At the very least, it will serve as a learning tool - it's a great example of "How to create your own firmware", in a relatively straightforward and blobless way. Maybe more valuable as a learning tool than an OVMF replacement, but that of course is open for discussion. We've limited ourselves to targeting "simple learning MinPlatform (and firmware programming in general) tool" as writing a full replacement of OVMF would be very much impossible in 3 months, as you're aware :)

>  Platform/Qemu/QemuOpenBoardPkg/Library/OpenQemuFwCfgLib/OpenQemuFwCfgLib.inf       |  23 +
>  Platform/Qemu/QemuOpenBoardPkg/Include/Library/OpenQemuFwCfgLib.h                  | 102 +++
>  Platform/Qemu/QemuOpenBoardPkg/Library/OpenQemuFwCfgLib/OpenQemuFwCfgLib.c         | 130 ++++

Why duplicate that lib instead of just using the OvmfPkg version (which
you do elsewhere)?

>  Platform/Qemu/QemuOpenBoardPkg/PlatformInitPei/Cpu.c                               |  56 ++
>  Platform/Qemu/QemuOpenBoardPkg/PlatformInitPei/Memory.c                            | 244 ++++++++
>  Platform/Qemu/QemuOpenBoardPkg/PlatformInitPei/Pci.c                               |  59 ++
>  Platform/Qemu/QemuOpenBoardPkg/PlatformInitPei/Pcie.c                              |  91 +++
>  Platform/Qemu/QemuOpenBoardPkg/PlatformInitPei/PlatformInit.c                      |  67 ++

Note that OvmfPkg got a PlatformInitLib recently which you might be able
to use to reduce code duplication (didn't check the code though and
maybe MinPlatform init is different enough that this doesn't help much).

Some context on these two libs:
OpenQemuFwCfgLib was created early on as a way to manage initial complexity and as a way to get Théo to code a bit. I'm not too sure we'll want to keep that library around.
PlatformInitPei was again created to manage complexity (and to implement MinPlatform of course) - this ended up getting all the PEI platform initialization code, instead of using OVMF's PlatformInitLib.

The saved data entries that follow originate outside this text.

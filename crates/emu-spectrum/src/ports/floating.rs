//! Floating bus.
//!
//! Reading a port nobody drives returns whatever the ULA has on the data
//! bus. On a fetch cycle that is the display byte being fetched; otherwise
//! it is the last byte a contended access left there.

use std::rc::Rc;

use serde::{Deserialize, Serialize};
use sinclair_ula::TactTable;

use super::{HostContext, PortContext};

#[derive(Debug, Clone, Default, Serialize, Deserialize)]
pub struct FloatingBus {
    #[serde(skip)]
    tacts: Option<Rc<TactTable>>,
}

impl FloatingBus {
    #[must_use]
    pub fn new() -> Self {
        Self::default()
    }

    /// Until attached, reads return the last contended value.
    pub(super) fn read(&self, ctx: &mut PortContext<'_>) -> u8 {
        let Some(tacts) = &self.tacts else {
            return ctx.memory.last_contended_value();
        };
        let tact = tacts.get(ctx.frame_tact);
        if tact.phase.fetches_pixel() || tact.phase.fetches_attr() {
            ctx.memory.read(tact.fetch_address, true)
        } else {
            ctx.memory.last_contended_value()
        }
    }

    pub(super) fn attach(&mut self, host: &HostContext) {
        self.tacts = Some(Rc::clone(&host.tacts));
    }

    pub(super) fn keep_binding(&mut self, bound: &Self) {
        self.tacts.clone_from(&bound.tacts);
    }
}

You'll notice that there's some overlap in functionality between QemuOBP and OVMF. While it's not the most elegant solution from a "UEFI super-duper-modular" POV, I think it was a better end product than getting Théo to look at .dsc and .fdf files for 3 months; we actually went through x86 PC platform initialization and I'm reasonably confident Théo not only understands how x86 PC works, but that he could write it all on his own again. We also got something with less historical baggage and that resulted in cleaner, simpler code. It also doesn't support every bell and whistle in QEMU and I'm willing to bet it straight up breaks if you go back enough in QEMU versions; but again, at the current stage it's not a replacement for full OVMF functionality, but rather the most common subset of it (no TDX, no SEV, no CPU hotplug, restricts itself to relatively recent versions, SMM and secure boot are not in this patch set but are in progress).